Hiromura Seawall, Seedeich in Hirogawa, Japan.
Die Hiromura-Seewand erstreckt sich über 600 Meter und ist eine massive Schutzanlage gegen Ozeanwellen mit einer Basisbreite von 20 Metern und einer Höhe von 5 Metern. Sie funktioniert zusammen mit vorgelagerten Wellenbrechen und Steindeichen als integriertes Küstenverteidigungssystem für die Stadt.
Nach einem verheerenden Tsunami im Jahr 1854 initiierte der lokale Anführer Hamaguchi Goryo den Bau dieser Schutzanlage zwischen 1855 und 1858 mit der Beteiligung von etwa 56.000 Dorfbewohnern.
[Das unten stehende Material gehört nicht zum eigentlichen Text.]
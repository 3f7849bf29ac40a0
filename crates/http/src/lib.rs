//! Codelab HTTP client
//!
//! Typed access to the platform's REST API. Requests are described by
//! replayable [`client::RequestSpec`] values so that a caller can reissue a
//! request after refreshing its credential.

#[macro_use]
extern crate tracing;

pub mod client;
pub mod types;

pub use client::error::ClientError;
pub use client::request::{MultipartField, MultipartValue, Payload, RequestSpec};
pub use client::{ApiClient, ApiClientBuilder};
//! Codelab authenticated request pipeline
//!
//! - [`TokenHolder`] keeps the access credential and runs the proactive refresh timer
//! - [`AuthSession`] attaches the credential to every call and recovers from a 401
//!   with a single shared refresh followed by one replay
//! - [`SubmissionWatcher`] follows a judging job over push and poll until it is final

#[macro_use]
extern crate tracing;

pub mod config;
pub mod coordinator;
mod proactive;
pub mod push;
pub mod refresh;
pub mod session;
pub mod signal;
pub mod token;
pub mod watcher;

pub use config::{AuthConfig, ConfigError, PipelineConfig, WatchConfig};
pub use coordinator::RefreshCoordinator;
pub use push::{PushChannel, PushError, SocketPushChannel};
pub use refresh::{RefreshError, TokenRefresher};
pub use session::AuthSession;
pub use signal::{AuthEvent, AuthSignal};
pub use token::{FileSessionCache, MemorySessionCache, SessionCache, TokenHolder};
pub use watcher::{StatusSource, SubmissionWatcher, WatchError, WatchHandle};
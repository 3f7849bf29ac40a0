use anyhow::Result;
use tracing::Level;
use tracing_subscriber::{EnvFilter, layer::SubscriberExt, util::SubscriberInitExt};

/// Initialize logging for the CLI
///
/// Logs go to stderr so command output on stdout stays clean. `RUST_LOG`
/// overrides the level flag.
pub fn init_logging(level: Level) -> Result<()> {
    let level_str = level.as_str().to_lowercase();
    let env_filter = EnvFilter::try_from_default_env().unwrap_or_else(|_| {
        format!("codelab={level_str},codelab_http={level_str},codelab_session={level_str}").into()
    });

    tracing_subscriber::registry()
        .with(env_filter)
        .with(tracing_subscriber::fmt::layer().with_writer(std::io::stderr))
        .try_init()?;

    Ok(())
}
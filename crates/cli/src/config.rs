//! CLI configuration utilities

use anyhow::{Context, Result};
use codelab_session::PipelineConfig;
use std::path::{Path, PathBuf};

/// Load pipeline configuration from the given file or the user config dir
///
/// The session cache stays off unless `session_cache` is configured.
pub fn load_config(path: Option<&Path>) -> Result<PipelineConfig> {
    let path = path.map(Path::to_path_buf).or_else(default_config_path);
    PipelineConfig::load(path.as_deref()).context("loading configuration")
}

fn default_config_path() -> Option<PathBuf> {
    dirs::config_dir().map(|dir| dir.join("codelab").join("config.toml"))
}
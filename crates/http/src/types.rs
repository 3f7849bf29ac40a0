//! Request bodies sent to the platform API

use serde::{Deserialize, Serialize};

/// Login request
#[derive(Debug, Clone, Serialize, Deserialize)]
pub struct LoginRequest {
    pub username: String,
    pub password: String,
}

/// Registration request
#[derive(Debug, Clone, Serialize, Deserialize)]
pub struct RegisterRequest {
    pub username: String,
    pub email: String,
    pub password: String,
}

/// Ephemeral run of source code against a problem's sample cases
#[derive(Debug, Clone, Serialize, Deserialize)]
#[serde(rename_all = "camelCase")]
pub struct RunRequest {
    pub problem_id: String,
    pub language: String,
    pub code: String,
    /// Custom stdin; the sample cases are used when absent
    #[serde(default, skip_serializing_if = "Option::is_none")]
    pub input: Option<String>,
}

/// Graded submission
#[derive(Debug, Clone, Serialize, Deserialize)]
#[serde(rename_all = "camelCase")]
pub struct SubmitRequest {
    pub problem_id: String,
    pub language: String,
    pub code: String,
    /// Set when submitting as part of a timed exam
    #[serde(default, skip_serializing_if = "Option::is_none")]
    pub exam_id: Option<String>,
}
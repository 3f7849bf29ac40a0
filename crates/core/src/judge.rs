//! Judging job types and the per-job status state machine

use crate::types::SubmissionId;
use serde::{Deserialize, Serialize};
use std::collections::{BTreeMap, HashMap};
use std::fmt;

/// Status of a judging job as reported by the platform
#[derive(Debug, Clone, Copy, PartialEq, Eq, Hash, Serialize, Deserialize)]
#[serde(rename_all = "snake_case")]
pub enum JudgeStatus {
    Pending,
    Running,
    Accepted,
    WrongAnswer,
    TimeLimitExceeded,
    MemoryLimitExceeded,
    RuntimeError,
    CompilationError,
    Failed,
}

impl JudgeStatus {
    /// Check if the job is still being judged
    #[must_use]
    pub const fn is_active(self) -> bool {
        matches!(self, Self::Pending | Self::Running)
    }

    /// Check if the job reached a verdict
    #[must_use]
    pub const fn is_terminal(self) -> bool {
        !self.is_active()
    }

    /// Ordering used to reject stale updates: pending < running < any verdict
    #[must_use]
    pub const fn rank(self) -> u8 {
        match self {
            Self::Pending => 0,
            Self::Running => 1,
            _ => 2,
        }
    }

    /// Human-readable label shown next to a result
    #[must_use]
    pub const fn label(self) -> &'static str {
        match self {
            Self::Pending => "Pending",
            Self::Running => "Running",
            Self::Accepted => "Accepted",
            Self::WrongAnswer => "Wrong Answer",
            Self::TimeLimitExceeded => "Time Limit Exceeded",
            Self::MemoryLimitExceeded => "Memory Limit Exceeded",
            Self::RuntimeError => "Runtime Error",
            Self::CompilationError => "Compilation Error",
            Self::Failed => "Failed",
        }
    }
}

impl fmt::Display for JudgeStatus {
    fn fmt(&self, f: &mut fmt::Formatter<'_>) -> fmt::Result {
        f.write_str(self.label())
    }
}

/// Whether a job is an ephemeral run against sample cases or a graded submission
#[derive(Debug, Clone, Copy, PartialEq, Eq, Hash, Serialize, Deserialize)]
#[serde(rename_all = "lowercase")]
pub enum JobKind {
    Run,
    Submit,
}

/// Outcome of a single test case
#[derive(Debug, Clone, Default, PartialEq, Eq, Serialize, Deserialize)]
#[serde(rename_all = "camelCase")]
pub struct TestCaseResult {
    pub index: usize,
    #[serde(default)]
    pub passed: bool,
    #[serde(default)]
    pub status: Option<JudgeStatus>,
    #[serde(default)]
    pub input: Option<String>,
    #[serde(default)]
    pub expected_output: Option<String>,
    #[serde(default)]
    pub actual_output: Option<String>,
    #[serde(default)]
    pub runtime_ms: Option<u64>,
    #[serde(default)]
    pub memory_kb: Option<u64>,
    #[serde(default)]
    pub error: Option<String>,
}

impl TestCaseResult {
    /// Drop every string that would reveal the case's data
    #[must_use]
    pub fn redacted(self) -> Self {
        Self {
            input: None,
            expected_output: None,
            actual_output: None,
            ..self
        }
    }
}

/// Status payload delivered by a push event or a poll response
#[derive(Debug, Clone, PartialEq, Eq, Serialize, Deserialize)]
#[serde(rename_all = "camelCase")]
pub struct SubmissionUpdate {
    #[serde(alias = "id")]
    pub submission_id: SubmissionId,
    pub status: JudgeStatus,
    #[serde(default)]
    pub passed: Option<u32>,
    #[serde(default)]
    pub total: Option<u32>,
    #[serde(default, alias = "testResults")]
    pub results: Vec<TestCaseResult>,
    #[serde(default)]
    pub message: Option<String>,
}

impl SubmissionUpdate {
    pub fn new(submission_id: impl Into<SubmissionId>, status: JudgeStatus) -> Self {
        Self {
            submission_id: submission_id.into(),
            status,
            passed: None,
            total: None,
            results: Vec::new(),
            message: None,
        }
    }

    #[must_use]
    pub const fn with_counts(mut self, passed: u32, total: u32) -> Self {
        self.passed = Some(passed);
        self.total = Some(total);
        self
    }

    #[must_use]
    pub fn with_results(mut self, results: Vec<TestCaseResult>) -> Self {
        self.results = results;
        self
    }
}

/// Locally-known public/hidden flags per test case index
///
/// Cases without a flag are treated as hidden.
#[derive(Debug, Clone, Default, PartialEq, Eq)]
pub struct CaseVisibility(HashMap<usize, bool>);

impl CaseVisibility {
    pub fn new() -> Self {
        Self::default()
    }

    /// Every case in `0..count` is public
    pub fn all_public(count: usize) -> Self {
        Self((0..count).map(|i| (i, true)).collect())
    }

    pub fn set(&mut self, index: usize, is_public: bool) {
        self.0.insert(index, is_public);
    }

    pub fn is_public(&self, index: usize) -> bool {
        self.0.get(&index).copied().unwrap_or(false)
    }
}

impl FromIterator<(usize, bool)> for CaseVisibility {
    fn from_iter<I: IntoIterator<Item = (usize, bool)>>(iter: I) -> Self {
        Self(iter.into_iter().collect())
    }
}

/// Last known state of one judging job
#[derive(Debug, Clone, PartialEq, Eq)]
pub struct SubmissionState {
    pub id: SubmissionId,
    pub kind: JobKind,
    pub status: JudgeStatus,
    pub passed: u32,
    pub total: u32,
    pub message: Option<String>,
    results: BTreeMap<usize, TestCaseResult>,
}

impl SubmissionState {
    pub fn new(id: SubmissionId, kind: JobKind) -> Self {
        Self {
            id,
            kind,
            status: JudgeStatus::Pending,
            passed: 0,
            total: 0,
            message: None,
            results: BTreeMap::new(),
        }
    }

    pub const fn is_terminal(&self) -> bool {
        self.status.is_terminal()
    }

    /// Apply an update, returning whether it changed anything
    ///
    /// Updates for another job, updates that would move the status backwards
    /// and any update after a verdict are ignored.
    pub fn apply(&mut self, update: &SubmissionUpdate) -> bool {
        if update.submission_id != self.id
            || self.status.is_terminal()
            || update.status.rank() < self.status.rank()
        {
            return false;
        }

        self.status = update.status;
        if let Some(passed) = update.passed {
            self.passed = passed;
        }
        if let Some(total) = update.total {
            self.total = total;
        }
        if update.message.is_some() {
            self.message.clone_from(&update.message);
        }
        for result in &update.results {
            self.results.insert(result.index, result.clone());
        }
        true
    }

    /// Per-case results safe to show to the user, ordered by case index
    pub fn visible_results(&self, visibility: &CaseVisibility) -> Vec<TestCaseResult> {
        self.results
            .values()
            .map(|result| {
                if visibility.is_public(result.index) {
                    result.clone()
                } else {
                    result.clone().redacted()
                }
            })
            .collect()
    }

    /// Short summary such as `Wrong Answer (1/3)`
    pub fn summary(&self) -> String {
        if self.total > 0 {
            format!("{} ({}/{})", self.status, self.passed, self.total)
        } else {
            self.status.to_string()
        }
    }
}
Diese gemeinschaftliche Anstrengung schuf eine dauerhafte Verteidigungslinie gegen zukünftige Katastrophen.
Diese Struktur steht für eine nationale Gedenkstätte Japans und zeigt traditionelle japanische Küstentechnik sowie gemeinschaftliche Methoden der Katastrophenprävention, die von Generation zu Generation weitergegeben werden.
Der beste Weg, diese Küstenverteidigung zu erkunden, ist zu Fuß zu gehen, um die Konstruktion und ihre Integration in die Umgebung vollständig zu verstehen. Die beste Zeit für einen Besuch ist bei trockenem Wetter, wenn man die Struktur in voller Pracht sehen und das Ufer um sie herum beobachten kann.
Während des Erdbebens von Nankai im Jahr 1946 erfüllte dieses Bauwerk seinen Zweck und schützte die Häuser vor dem eindringenden Meerwasser. Das Ereignis bewies, dass die Investition von Jahrzehnten zuvor tatsächlich Menschen und Gemeinden rettete.